Eleanor Burnham

Welsh muscle disease healthcare worst in the UK

Welsh muscle disease patients are getting a worse healthcare service than anywhere else in the UK, according to a report published earlier this week.

The Thomas Report, the result of a nine-month investigation into muscle disease services for Wales, highlights some shocking gaps in healthcare and makes recommendations for how patients' lives could be improved, and even in some cases extended. Patients in North Wales are forced to travel long distances to hospital appointments in England because there are no specialist muscle disease consultants in the region.

Problems Welsh muscle disease patients are facing that are highlighted in the Thomas Report include:

Wales is still the only country in the UK not to have a care advisor, a vital post in co-ordinating care and offering specialist support and advice to families. The NHS have agreed to fund two, but they are still not in post

Wales is the only country to offer a newborn screening service for some forms of muscular dystrophy, but has no follow-up care leaving families to cope alone with a bombshell diagnosis

there are no specialist physiotherapists for muscle disease patients, essential in keeping their muscles working for longer

the transition from paediatric to adult services is difficult because of a lack of specialist staff and services

the report recommends a £470,000 investment in muscle disease services which would save NHS Wales £3.92 million a year in unplanned emergency hospital admissions for muscle disease patients.

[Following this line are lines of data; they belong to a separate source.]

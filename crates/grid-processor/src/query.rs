//! Query types for the grid sampler.
//!
//! # Examples
//!
//! ```rust
//! use grid_processor::{SampleQuery, TimeSelection};
//! use chrono::Utc;
//!
//! // Surface value at the first time step, averaging over 1 cell if missing
//! let query = SampleQuery::new().with_radius(1);
//!
//! // Value nearest to now, 10 m down
//! let query = SampleQuery::new().at_time(Utc::now()).at_depth(10.0);
//! assert!(matches!(query.time, TimeSelection::Nearest(_)));
//! ```

use chrono::{DateTime, Utc};
use grid_common::GeoPoint;
use serde::{Deserialize, Serialize};

/// Which time step to read.
#[derive(Debug, Clone, Copy, PartialEq, Serialize, Deserialize)]
pub enum TimeSelection {
    /// Explicit index along the time axis
    Index(usize),
    /// Step closest to this instant
    Nearest(DateTime<Utc>),
    /// Last step on the axis
    Latest,
}

impl Default for TimeSelection {
    fn default() -> Self {
        Self::Index(0)
    }
}

/// Which depth level to read.
#[derive(Debug, Clone, Copy, PartialEq, Serialize, Deserialize)]
pub enum DepthSelection {
    Index(usize),
    /// Level closest to this depth in meters
    Nearest(f64),
}

impl Default for DepthSelection {
    fn default() -> Self {
        Self::Index(0)
    }
}

/// Time, depth and neighbour radius for one sample.
#[derive(Debug, Clone, Copy, Default, PartialEq, Serialize, Deserialize)]
pub struct SampleQuery {
    pub time: TimeSelection,
    pub depth: DepthSelection,
    /// `None` uses the sampler's default radius
    pub radius: Option<usize>,
}

impl SampleQuery {
    pub fn new() -> Self {
        Self::default()
    }

    pub fn at_time_index(mut self, index: usize) -> Self {
        self.time = TimeSelection::Index(index);
        self
    }

    pub fn at_time(mut self, time: DateTime<Utc>) -> Self {
        self.time = TimeSelection::Nearest(time);
        self
    }

    pub fn latest(mut self) -> Self {
        self.time = TimeSelection::Latest;
        self
    }

    pub fn at_depth_index(mut self, index: usize) -> Self {
        self.depth = DepthSelection::Index(index);
        self
    }

    pub fn at_depth(mut self, meters: f64) -> Self {
        self.depth = DepthSelection::Nearest(meters);
        self
    }

    /// Neighbour radius for missing cells, capped at `SamplerConfig::max_radius`.
    pub fn with_radius(mut self, radius: usize) -> Self {
        self.radius = Some(radius);
        self
    }
}

/// A geographic point with an optional neighbour radius.
#[derive(Debug, Clone, Copy, PartialEq, Serialize, Deserialize)]
pub struct SiteQuery {
    pub point: GeoPoint,
    pub radius: Option<usize>,
}

impl SiteQuery {
    pub fn new(point: GeoPoint) -> Self {
        Self {
            point,
            radius: None,
        }
    }

    /// Neighbour radius for missing cells, capped at `SamplerConfig::max_radius`.
    pub fn with_radius(mut self, radius: usize) -> Self {
        self.radius = Some(radius);
        self
    }
}

#[cfg(test)]
mod tests {
    use super::*;
    use chrono::TimeZone;

    #[test]
    fn test_default_query() {
        let query = SampleQuery::new();
        assert_eq!(query.time, TimeSelection::Index(0));
        assert_eq!(query.depth, DepthSelection::Index(0));
        assert_eq!(query.radius, None);
    }

    #[test]
    fn test_builder() {
        let time = Utc.with_ymd_and_hms(2024, 3, 11, 12, 0, 0).unwrap();
        let query = SampleQuery::new()
            .at_time(time)
            .at_depth(10.0)
            .with_radius(2);
        assert_eq!(query.time, TimeSelection::Nearest(time));
        assert_eq!(query.depth, DepthSelection::Nearest(10.0));
        assert_eq!(query.radius, Some(2));
    }
}
//! Common test fixtures for the aquaculture grid tests.
//!
//! This module provides canned response bodies and grid definitions that
//! mirror what the upstream services return.

/// A small axis-aligned grid with a linear projection.
///
/// Projected (0, 0) sits at (63.0 N, 8.0 E); one meter northing is 1e-5
/// degrees of latitude, one meter easting 2e-5 degrees of longitude.
pub mod linear_grid {
    pub const ORIGIN_LAT: f64 = 63.0;
    pub const ORIGIN_LON: f64 = 8.0;
    pub const DEG_PER_METER_LAT: f64 = 1e-5;
    pub const DEG_PER_METER_LON: f64 = 2e-5;
    pub const CELL_SIZE: f64 = 1000.0;
    pub const ROWS: usize = 8;
    pub const COLUMNS: usize = 10;

    /// Geographic centre of cell (row, column).
    pub fn cell_center(row: usize, column: usize) -> (f64, f64) {
        (
            ORIGIN_LAT + row as f64 * CELL_SIZE * DEG_PER_METER_LAT,
            ORIGIN_LON + column as f64 * CELL_SIZE * DEG_PER_METER_LON,
        )
    }

    /// Projected X axis (cell centres, meters).
    pub fn x_axis() -> Vec<f64> {
        crate::axis_coordinates(0.0, CELL_SIZE, COLUMNS)
    }

    /// Projected Y axis (cell centres, meters).
    pub fn y_axis() -> Vec<f64> {
        crate::axis_coordinates(0.0, CELL_SIZE, ROWS)
    }
}

/// Fish farm sites used across tests.
pub mod sites {
    /// (id, name, lat, lon) inside the linear grid, at cell (3, 4)
    pub const FJORD_SITE: (u32, &str, f64, f64) = (12345, "Testfjorden", 63.03, 8.08);

    /// (id, name, lat, lon) on the Helgeland coast
    pub const HELGELAND_SITE: (u32, &str, f64, f64) = (31961, "Hestøya", 65.84, 12.21);
}

/// DAS listing with a NorKyst-800 style polar stereographic grid mapping.
pub const NORKYST_DAS: &str = r#"Attributes {
    time {
        String units "seconds since 1970-01-01 00:00:00";
        String standard_name "time";
    }
    X {
        String units "meter";
        String standard_name "projection_x_coordinate";
    }
    Y {
        String units "meter";
        String standard_name "projection_y_coordinate";
    }
    salinity {
        String units "1e-3";
        Int16 _FillValue -32767;
        Float64 scale_factor 0.001;
        Float64 add_offset 30.0;
        String grid_mapping "projection_stere";
    }
    projection_stere {
        String grid_mapping_name "polar_stereographic";
        Float64 straight_vertical_longitude_from_pole 70.0;
        Float64 latitude_of_projection_origin 90.0;
        Float64 standard_parallel 60.0;
        Float64 false_easting 3192800.0;
        Float64 false_northing 1784000.0;
        String proj4 "+proj=stere +ellps=WGS84 +lat_0=90.0 +lat_ts=60.0 +x_0=3192800 +y_0=1784000 +lon_0=70";
    }
    NC_GLOBAL {
        String title "NorKyst-800 m ocean model";
        String institution "Norwegian Meteorological Institute";
    }
}
"#;

/// THREDDS catalog listing weekly lice pressure files, deliberately unsorted.
pub const LICE_CATALOG_XML: &str = r#"<?xml version="1.0" encoding="UTF-8"?>
<catalog xmlns="http://www.unidata.ucar.edu/namespaces/thredds/InvCatalog/v1.0" xmlns:xlink="http://www.w3.org/1999/xlink" version="1.0.1">
  <service name="all" serviceType="Compound" base="">
    <service name="odap" serviceType="OPENDAP" base="/thredds/dodsC/" />
    <service name="http" serviceType="HTTPServer" base="/thredds/fileServer/" />
  </service>
  <dataset name="Lice infectious pressure" ID="lice">
    <metadata inherited="true">
      <serviceName>all</serviceName>
    </metadata>
    <dataset name="lice_2024_09.nc" ID="lice/lice_2024_09.nc" urlPath="lice/lice_2024_09.nc">
      <dataSize units="Kbytes">512.0</dataSize>
      <date type="modified">2024-03-04T06:00:00Z</date>
    </dataset>
    <dataset name="lice_2024_10.nc" ID="lice/lice_2024_10.nc" urlPath="lice/lice_2024_10.nc">
      <dataSize units="Kbytes">512.0</dataSize>
      <date type="modified">2024-03-11T06:00:00Z</date>
    </dataset>
    <dataset name="lice_2023_52.nc" ID="lice/lice_2023_52.nc" urlPath="lice/lice_2023_52.nc">
      <dataSize units="Kbytes">498.0</dataSize>
      <date type="modified">2024-01-01T06:00:00Z</date>
    </dataset>
    <dataset name="lice_2024_08.nc" ID="lice/lice_2024_08.nc" urlPath="lice/lice_2024_08.nc">
      <dataSize units="Kbytes">510.0</dataSize>
      <date type="modified">2024-02-26T06:00:00Z</date>
    </dataset>
    <dataset name="readme.txt" ID="lice/readme.txt" urlPath="lice/readme.txt" />
    <catalogRef xlink:href="archive/catalog.xml" xlink:title="archive" name="" />
  </dataset>
</catalog>
"#;

/// Address search response with one match.
pub const MUNICIPALITY_JSON: &str = r#"{
  "metadata": {
    "viserFra": 0,
    "viserTil": 1,
    "totaltAntallTreff": 1,
    "sokeStreng": "lat=65.84&lon=12.21&radius=1000"
  },
  "adresser": [
    {
      "adressetekst": "Hestøyveien 12",
      "kommunenummer": "1820",
      "kommunenavn": "ALSTAHAUG",
      "representasjonspunkt": { "epsg": "EPSG:4258", "lat": 65.8402, "lon": 12.2113 },
      "meterDistanseTilPunkt": 214.5
    }
  ]
}"#;

/// Address search response with no match.
pub const MUNICIPALITY_EMPTY_JSON: &str = r#"{
  "metadata": { "viserFra": 0, "viserTil": 0, "totaltAntallTreff": 0 },
  "adresser": []
}"#;

/// Compact location forecast, first time step carrying the instant details.
pub const WEATHER_JSON: &str = r#"{
  "type": "Feature",
  "geometry": { "type": "Point", "coordinates": [12.21, 65.84, 4] },
  "properties": {
    "meta": {
      "updated_at": "2024-03-11T11:27:36Z",
      "units": { "air_temperature": "celsius", "relative_humidity": "%" }
    },
    "timeseries": [
      {
        "time": "2024-03-11T12:00:00Z",
        "data": {
          "instant": {
            "details": {
              "air_pressure_at_sea_level": 1003.4,
              "air_temperature": 4.2,
              "relative_humidity": 81.5,
              "wind_from_direction": 221.3,
              "wind_speed": 6.1
            }
          },
          "next_1_hours": { "summary": { "symbol_code": "cloudy" } }
        }
      },
      {
        "time": "2024-03-11T13:00:00Z",
        "data": {
          "instant": {
            "details": { "air_temperature": 4.6, "relative_humidity": 79.0 }
          }
        }
      }
    ]
  }
}"#;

Earlier this year NHS Wales committed to funding two care advisors, one in North and one in South Wales, but neither is yet in post meaning families are still struggling on alone. Even if they were in post, there would still be just two advisors to see 3,500 Welsh patients, many of whom would have to travel long distances for an appointment.

Joanne Williamson from Ruthin has an 11-year-old son, Owen, with limb girdle muscular dystrophy, a progressive muscle-wasting disease. She said:

"We have to travel to Alder Hey Hospital in Liverpool to see our consultant which is an hour and a quarter's drive. We're lucky that it's closer for us - for families living further across North Wales or over in Anglesey, it could take three hours to get there. If I had to get a bus or train to Alder Hey, to be honest I wouldn't go.

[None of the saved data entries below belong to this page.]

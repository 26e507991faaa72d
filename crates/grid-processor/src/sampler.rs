//! Point sampling with a neighbour-average fallback.
//!
//! Ocean model grids are sparse near the coast: land cells and cells below
//! the sea floor are missing. A fish farm usually sits a cell or two from
//! the nearest valid ocean cell, so when the addressed cell is missing the
//! sampler averages every valid cell in the inclusive square window of
//! `radius` cells around it.
//!
//! Variables are addressed by rank:
//!
//! | rank | axes                        |
//! |------|-----------------------------|
//! | 4    | time, depth, row, column    |
//! | 3    | time, row, column           |
//! | 2    | row, column                 |

use chrono::{DateTime, Utc};
use dap_parser::GridDataset;
use grid_common::{GeoPoint, GridError, GridResult, NdArray};
use projection::{GridIndex, ProjectionDefinition};
use serde::{Deserialize, Serialize};
use std::sync::Arc;
use tracing::debug;

use crate::config::SamplerConfig;
use crate::query::{DepthSelection, SampleQuery, SiteQuery, TimeSelection};
use crate::velocity::Velocity;

/// Position of a cell on all four axes. Axes a variable lacks are ignored.
#[derive(Debug, Clone, Copy, Default, PartialEq, Eq, Hash, Serialize, Deserialize)]
pub struct CellAddress {
    pub time: usize,
    pub depth: usize,
    pub row: usize,
    pub column: usize,
}

impl CellAddress {
    pub fn new(time: usize, depth: usize, row: usize, column: usize) -> Self {
        Self {
            time,
            depth,
            row,
            column,
        }
    }

    /// First time step and depth level at a grid position.
    pub fn at(index: GridIndex) -> Self {
        Self::new(0, 0, index.row, index.column)
    }

    fn with_cell(self, row: usize, column: usize) -> Self {
        Self {
            row,
            column,
            ..self
        }
    }

    /// Full index tuple for an array of the given rank.
    fn index_for_rank(&self, rank: usize) -> Option<Vec<usize>> {
        match rank {
            4 => Some(vec![self.time, self.depth, self.row, self.column]),
            3 => Some(vec![self.time, self.row, self.column]),
            2 => Some(vec![self.row, self.column]),
            _ => None,
        }
    }
}

/// Names of the velocity component variables.
#[derive(Debug, Clone, PartialEq, Serialize, Deserialize)]
pub struct VelocityComponents {
    pub u: String,
    pub v: String,
    /// Vertical component, if the dataset has one
    #[serde(default)]
    pub w: Option<String>,
}

impl Default for VelocityComponents {
    fn default() -> Self {
        Self {
            u: "u".to_string(),
            v: "v".to_string(),
            w: Some("w".to_string()),
        }
    }
}

/// Samples values out of one parsed dataset.
///
/// Cheap to clone; the dataset and projection are shared read-only.
#[derive(Debug, Clone)]
pub struct GridSampler {
    dataset: Arc<GridDataset>,
    projection: Option<Arc<ProjectionDefinition>>,
    config: SamplerConfig,
}

impl GridSampler {
    pub fn new(
        dataset: Arc<GridDataset>,
        projection: Option<Arc<ProjectionDefinition>>,
        config: SamplerConfig,
    ) -> Self {
        Self {
            dataset,
            projection,
            config,
        }
    }

    pub fn dataset(&self) -> &GridDataset {
        &self.dataset
    }

    pub fn projection(&self) -> Option<&ProjectionDefinition> {
        self.projection.as_deref()
    }

    pub fn config(&self) -> &SamplerConfig {
        &self.config
    }

    fn array(&self, variable: &str) -> GridResult<&NdArray<f64>> {
        self.dataset
            .array(variable)
            .ok_or_else(|| GridError::missing(format!("variable '{}' not in dataset", variable)))
    }

    /// Resolve a geographic point to its grid cell.
    pub fn locate(&self, point: GeoPoint) -> GridResult<GridIndex> {
        let projection = self.projection.as_ref().ok_or_else(|| {
            GridError::unresolved("dataset has no projection definition".to_string())
        })?;
        Ok(projection.locate_point(point)?)
    }

    /// Value at an absolute cell address.
    ///
    /// A present cell is returned as-is. A missing cell with `radius > 0`
    /// yields the mean of the valid cells in the window, or `None` when the
    /// whole window is missing. The radius is capped at
    /// `SamplerConfig::max_radius`.
    pub fn sample_index(
        &self,
        variable: &str,
        address: CellAddress,
        radius: usize,
    ) -> GridResult<Option<f64>> {
        let array = self.array(variable)?;
        let shape = array.shape();
        let rank = shape.len();
        let index = address.index_for_rank(rank).ok_or_else(|| {
            GridError::DimensionMismatch(format!(
                "variable '{}' has rank {}, expected 2 to 4",
                variable, rank
            ))
        })?;

        let axes: &[&str] = match rank {
            4 => &["time", "depth", "row", "column"],
            3 => &["time", "row", "column"],
            _ => &["row", "column"],
        };
        for ((axis, &requested), &extent) in axes.iter().zip(&index).zip(shape) {
            if requested >= extent {
                return Err(GridError::OutOfBounds {
                    axis: axis.to_string(),
                    requested,
                    extent,
                });
            }
        }

        if let Some(value) = array.get(&index) {
            return Ok(Some(value));
        }

        if radius > self.config.max_radius {
            debug!(
                variable,
                requested = radius,
                max_radius = self.config.max_radius,
                "Radius capped"
            );
        }
        let radius = radius.min(self.config.max_radius);
        if radius == 0 {
            return Ok(None);
        }

        let rows = shape[rank - 2];
        let columns = shape[rank - 1];
        let mut sum = 0.0;
        let mut count = 0usize;
        for row in address.row.saturating_sub(radius)..=(address.row + radius).min(rows - 1) {
            for column in
                address.column.saturating_sub(radius)..=(address.column + radius).min(columns - 1)
            {
                let neighbour = address.with_cell(row, column).index_for_rank(rank);
                if let Some(value) = neighbour.and_then(|i| array.get(&i)) {
                    sum += value;
                    count += 1;
                }
            }
        }

        debug!(
            variable,
            row = address.row,
            column = address.column,
            radius,
            neighbours = count,
            "Cell missing, averaged neighbours"
        );

        Ok((count > 0).then(|| sum / count as f64))
    }

    /// Time index for a selection, checked against the variable's time axis.
    pub fn resolve_time(&self, variable: &str, selection: TimeSelection) -> GridResult<usize> {
        let array = self.array(variable)?;
        if array.rank() < 3 {
            return Ok(0);
        }
        let extent = array.shape()[0];

        match selection {
            TimeSelection::Index(index) if index < extent => Ok(index),
            TimeSelection::Index(index) => Err(GridError::OutOfBounds {
                axis: self.config.time_axis.clone(),
                requested: index,
                extent,
            }),
            TimeSelection::Latest => Ok(extent - 1),
            TimeSelection::Nearest(instant) => {
                let seconds = instant.timestamp() as f64;
                self.nearest_on_axis(&self.config.time_axis, seconds, extent)
            }
        }
    }

    /// Depth index for a selection; 0 for variables without a depth axis.
    pub fn resolve_depth(&self, variable: &str, selection: DepthSelection) -> GridResult<usize> {
        let array = self.array(variable)?;
        if array.rank() < 4 {
            return Ok(0);
        }
        let extent = array.shape()[1];

        match selection {
            DepthSelection::Index(index) if index < extent => Ok(index),
            DepthSelection::Index(index) => Err(GridError::OutOfBounds {
                axis: self.config.depth_axis.clone(),
                requested: index,
                extent,
            }),
            DepthSelection::Nearest(meters) => {
                self.nearest_on_axis(&self.config.depth_axis, meters, extent)
            }
        }
    }

    fn nearest_on_axis(&self, axis: &str, target: f64, extent: usize) -> GridResult<usize> {
        let values = self
            .dataset
            .axis_values(axis)
            .ok_or_else(|| GridError::missing(format!("axis '{}' not in dataset", axis)))?;
        if values.len() != extent {
            return Err(GridError::DimensionMismatch(format!(
                "axis '{}' has {} values, variable expects {}",
                axis,
                values.len(),
                extent
            )));
        }

        values
            .iter()
            .enumerate()
            .filter_map(|(i, v)| v.map(|v| (i, (v - target).abs())))
            .min_by(|a, b| a.1.total_cmp(&b.1))
            .map(|(i, _)| i)
            .ok_or_else(|| GridError::missing(format!("axis '{}' has no values", axis)))
    }

    /// Full address for a grid position under a query.
    pub fn resolve_address(
        &self,
        variable: &str,
        index: GridIndex,
        query: &SampleQuery,
    ) -> GridResult<CellAddress> {
        Ok(CellAddress::new(
            self.resolve_time(variable, query.time)?,
            self.resolve_depth(variable, query.depth)?,
            index.row,
            index.column,
        ))
    }

    /// Value at a geographic site.
    ///
    /// The site's radius wins over the query's, which wins over the
    /// configured default.
    pub fn sample_site(
        &self,
        variable: &str,
        site: &SiteQuery,
        query: &SampleQuery,
    ) -> GridResult<Option<f64>> {
        let index = self.locate(site.point)?;
        let address = self.resolve_address(variable, index, query)?;
        let radius = self.config.effective_radius(site.radius.or(query.radius));
        self.sample_index(variable, address, radius)
    }

    /// Velocity components at a site, each sampled independently.
    pub fn sample_velocity(
        &self,
        components: &VelocityComponents,
        site: &SiteQuery,
        query: &SampleQuery,
    ) -> GridResult<Velocity> {
        let w = match &components.w {
            Some(name) if self.dataset.contains(name) => self.sample_site(name, site, query)?,
            _ => None,
        };
        Ok(Velocity::new(
            self.sample_site(&components.u, site, query)?,
            self.sample_site(&components.v, site, query)?,
            w,
        ))
    }

    /// Instant of a time index, from the time axis.
    pub fn time_at(&self, index: usize) -> Option<DateTime<Utc>> {
        let seconds = self.dataset.axis_values(&self.config.time_axis)?.get(index).copied()??;
        DateTime::from_timestamp(seconds.round() as i64, 0)
    }

    /// Depth in meters of a depth index, from the depth axis.
    pub fn depth_at(&self, index: usize) -> Option<f64> {
        self.dataset
            .axis_values(&self.config.depth_axis)?
            .get(index)
            .copied()?
    }
}

#[cfg(test)]
mod tests {
    use super::*;
    use dap_parser::Variable;

    fn sampler(values: Vec<Option<f64>>, shape: Vec<usize>, axes: &[&str]) -> GridSampler {
        let dataset = GridDataset::new(vec![Variable {
            name: "t".to_string(),
            axes: axes.iter().map(|s| s.to_string()).collect(),
            array: NdArray::from_flat(shape, values).unwrap(),
        }])
        .unwrap();
        GridSampler::new(Arc::new(dataset), None, SamplerConfig::default())
    }

    #[test]
    fn test_present_cell_ignores_radius() {
        let s = sampler(
            vec![Some(1.0), Some(2.0), Some(3.0), Some(4.0)],
            vec![2, 2],
            &["Y", "X"],
        );
        assert_eq!(s.sample_index("t", CellAddress::new(0, 0, 1, 0), 1).unwrap(), Some(3.0));
    }

    #[test]
    fn test_window_clipped_at_edges() {
        // Missing corner, valid neighbours 2, 4 and 6
        let s = sampler(
            vec![None, Some(2.0), Some(4.0), Some(6.0)],
            vec![2, 2],
            &["Y", "X"],
        );
        assert_eq!(s.sample_index("t", CellAddress::default(), 1).unwrap(), Some(4.0));
    }

    #[test]
    fn test_radius_above_max_is_capped() {
        // Centre missing; ring at distance 1 is 1.0, ring at distance 2 is 100.0
        let mut values = vec![Some(100.0); 25];
        for row in 1..4 {
            for column in 1..4 {
                values[row * 5 + column] = Some(1.0);
            }
        }
        values[12] = None;
        let dataset = GridDataset::new(vec![Variable {
            name: "t".to_string(),
            axes: vec!["Y".to_string(), "X".to_string()],
            array: NdArray::from_flat(vec![5, 5], values).unwrap(),
        }])
        .unwrap();
        let config = SamplerConfig {
            max_radius: 1,
            ..SamplerConfig::default()
        };
        let s = GridSampler::new(Arc::new(dataset), None, config);

        let address = CellAddress::new(0, 0, 2, 2);
        assert_eq!(s.sample_index("t", address, 5).unwrap(), Some(1.0));
        assert_eq!(
            s.sample_index("t", address, 5).unwrap(),
            s.sample_index("t", address, 1).unwrap()
        );
    }

    #[test]
    fn test_rank_three_addressing() {
        let s = sampler(
            (0..8).map(|v| Some(v as f64)).collect(),
            vec![2, 2, 2],
            &["time", "Y", "X"],
        );
        assert_eq!(s.sample_index("t", CellAddress::new(1, 7, 0, 1), 0).unwrap(), Some(5.0));
    }

    #[test]
    fn test_out_of_bounds_address() {
        let s = sampler(vec![Some(1.0); 4], vec![2, 2], &["Y", "X"]);
        let err = s.sample_index("t", CellAddress::new(0, 0, 2, 0), 0).unwrap_err();
        assert!(matches!(err, GridError::OutOfBounds { ref axis, requested: 2, extent: 2 } if axis == "row"));
    }

    #[test]
    fn test_unknown_variable() {
        let s = sampler(vec![Some(1.0); 4], vec![2, 2], &["Y", "X"]);
        assert!(matches!(
            s.sample_index("salinity", CellAddress::default(), 0),
            Err(GridError::MissingData(_))
        ));
    }

    #[test]
    fn test_locate_without_projection() {
        let s = sampler(vec![Some(1.0); 4], vec![2, 2], &["Y", "X"]);
        let err = s.locate(GeoPoint::new(63.0, 8.0)).unwrap_err();
        assert!(matches!(err, GridError::UnresolvedLocation(_)));
    }

    #[test]
    fn test_one_dimensional_variable_rejected() {
        let s = sampler(vec![Some(1.0); 3], vec![3], &["time"]);
        assert!(matches!(
            s.sample_index("t", CellAddress::default(), 0),
            Err(GridError::DimensionMismatch(_))
        ));
    }
}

"We're lucky that we have a car to get to appointments and internet access to keep up to date with any information about the condition. For lower income families it's very difficult. We need to speak out for everyone who needs a better muscle disease service."

At a meeting of the Cross Party Group earlier in the year, a Liverpool care advisor, Shirley Crosby, talked about the benefit of care advisors which Welsh patients currently do not see. She meets some families from North Wales at her clinics in Liverpool, who have travelled long distances across to England to see her.

Shirley Crosby said:

"We feel it is absolutely vital for families to have a care advisor service and we feel really bad that patients in Wales don't have this service. When families come across to Liverpool for appointments, we feel bad that we can't give the same level of support to families from North Wales as families from the North West. That frustrates us - we can only give telephone advice and support for patients in Wales."

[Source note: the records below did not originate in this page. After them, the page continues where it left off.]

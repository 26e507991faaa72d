//! Remote grid datasets: fetch ASCII responses and parse them off the
//! async runtime.

use dap_parser::{
    grid_geometry, parse_das, parse_dataset, projection_from_attributes, AttributeValue,
    GridDataset, ParseError, VariableSpec,
};
use grid_common::Period;
use projection::ProjectionDefinition;
use tracing::{debug, info, instrument};

use crate::catalog::{most_recent, parse_catalog, CatalogEntry};
use crate::client::HttpFetcher;
use crate::error::{SourceError, SourceResult};
use crate::urls::{das_url, AsciiQuery, PeriodTemplate};

/// Axis variable names of a projected grid.
#[derive(Debug, Clone, PartialEq, Eq)]
pub struct ProjectedAxes {
    pub x: String,
    pub y: String,
}

impl Default for ProjectedAxes {
    fn default() -> Self {
        Self {
            x: "X".to_string(),
            y: "Y".to_string(),
        }
    }
}

/// Client for one OPeNDAP/THREDDS server.
#[derive(Debug, Clone)]
pub struct RemoteGridSource {
    fetcher: HttpFetcher,
}

impl RemoteGridSource {
    pub fn new(fetcher: HttpFetcher) -> Self {
        Self { fetcher }
    }

    pub fn fetcher(&self) -> &HttpFetcher {
        &self.fetcher
    }

    /// Fetch an ASCII response and parse the requested variables.
    #[instrument(skip(self, specs), fields(url = %url, variables = specs.len()))]
    pub async fn fetch_dataset(
        &self,
        url: &str,
        specs: Vec<VariableSpec>,
    ) -> SourceResult<GridDataset> {
        let body = self.fetcher.fetch_text(url).await?;
        let dataset = parse_blocking(body, specs).await?;
        debug!(variables = dataset.len(), "Parsed dataset");
        Ok(dataset)
    }

    pub async fn fetch_query(
        &self,
        query: &AsciiQuery,
        specs: Vec<VariableSpec>,
    ) -> SourceResult<GridDataset> {
        self.fetch_dataset(&query.url(), specs).await
    }

    /// Build the grid projection of `variable` from the dataset metadata.
    ///
    /// Reads the `grid_mapping` container from the attribute response and
    /// derives origin, cell size and extent from the projected axes.
    #[instrument(skip(self, axes), fields(url = %dataset_url))]
    pub async fn fetch_projection(
        &self,
        dataset_url: &str,
        variable: &str,
        axes: &ProjectedAxes,
    ) -> SourceResult<ProjectionDefinition> {
        let das = self.fetcher.fetch_text(&das_url(dataset_url)).await?;
        let table = parse_das(&das)?;

        let container = table
            .get(variable, "grid_mapping")
            .and_then(AttributeValue::as_str)
            .or_else(|| table.grid_mapping_container())
            .ok_or_else(|| ParseError::MissingAttribute(format!("{}:grid_mapping", variable)))?
            .to_string();

        let query = AsciiQuery::new(dataset_url)
            .variable(axes.x.as_str())
            .variable(axes.y.as_str());
        let coordinates = self
            .fetch_query(
                &query,
                vec![VariableSpec::axis(&axes.x), VariableSpec::axis(&axes.y)],
            )
            .await?;

        let x = coordinates
            .axis_values(&axes.x)
            .ok_or_else(|| ParseError::missing_header(axes.x.as_str()))?;
        let y = coordinates
            .axis_values(&axes.y)
            .ok_or_else(|| ParseError::missing_header(axes.y.as_str()))?;

        let (origin, cell_size, extent) = grid_geometry(&x, &y)?;
        let definition = projection_from_attributes(&table, &container, origin, cell_size, extent)?;

        info!(
            container = %container,
            rows = extent.rows,
            columns = extent.columns,
            dx = cell_size.dx,
            dy = cell_size.dy,
            "Resolved grid projection"
        );
        Ok(definition)
    }

    /// Period files listed in a THREDDS catalog, most recent first.
    #[instrument(skip(self, template), fields(url = %catalog_url))]
    pub async fn fetch_catalog(
        &self,
        catalog_url: &str,
        template: &PeriodTemplate,
    ) -> SourceResult<Vec<CatalogEntry>> {
        let xml = self.fetcher.fetch_text(catalog_url).await?;
        let entries = parse_catalog(&xml, template)?;
        debug!(entries = entries.len(), "Parsed catalog");
        Ok(entries)
    }

    /// The `count` most recent periods available in a catalog.
    pub async fn recent_periods(
        &self,
        catalog_url: &str,
        template: &PeriodTemplate,
        count: usize,
    ) -> SourceResult<Vec<Period>> {
        let entries = self.fetch_catalog(catalog_url, template).await?;
        Ok(most_recent(&entries, count)
            .iter()
            .map(|entry| entry.period)
            .collect())
    }
}

async fn parse_blocking(body: String, specs: Vec<VariableSpec>) -> SourceResult<GridDataset> {
    tokio::task::spawn_blocking(move || parse_dataset(&body, &specs))
        .await
        .map_err(|e| SourceError::Task(e.to_string()))?
        .map_err(SourceError::from)
}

Welsh Liberal Democrat Assembly Member for North Wales, Eleanor Burnham AM said:

"I look forward to presenting the Thomas Report to Health Minister Edwina Hart with these patients. Families are desperate that action is taken as today's report reveals shocking gaps in specialist care for vulnerable patients in North Wales.

"It was clear from the evidence gathered throughout the Inquiry that specialist care can reduce emergency admissions. Health Boards in North Wales must recognise this - by working together and sharing the costs of a neuromuscular service, the NHS can save money."

The Muscular Dystrophy Campaign is also backing the report and its recommendations, so that Welsh families will not have to struggle to get a basic level of care locally.

Head of Policy and Campaigns at the Muscular Dystrophy Campaign, Nic Bungay, said:

"Welsh muscle disease patients are currently faced with the worst neuromuscular services of any country in the UK.

"It is unacceptable that a patient in North Wales should have to make a journey many hours long across to England if they want to see a specialist about their condition. Welsh muscle disease services are shameful and we urge NHS Wales to take up the Thomas Report's recommendations which could improve and in some cases even extend patients' lives."

ends

The Muscular Dystrophy Campaign is the leading UK charity focusing on muscle disease. It has pioneered the search for treatments and cures for over 50 years, and is dedicated to improving the lives of all children and adults affected by muscle disease.

It funds world-class research to find effective treatments and cures; provides free practical and emotional support; campaigns to raise awareness and bring about change and awards grants towards the cost of specialist equipment, such as powered wheelchairs.

Notes to Editors:

More than 70,000 babies, children and adults in the UK have muscular dystrophy or a related condition. A further 350,000 people are affected indirectly as family, friends or carers.

Muscle diseases cause muscles to waste and weaken making it hard for those affected to do even the simplest of tasks. The conditions don't just affect the muscles in the arms and legs but the heart and respiratory muscles too. There are no cures and many affected children don't live to reach adulthood.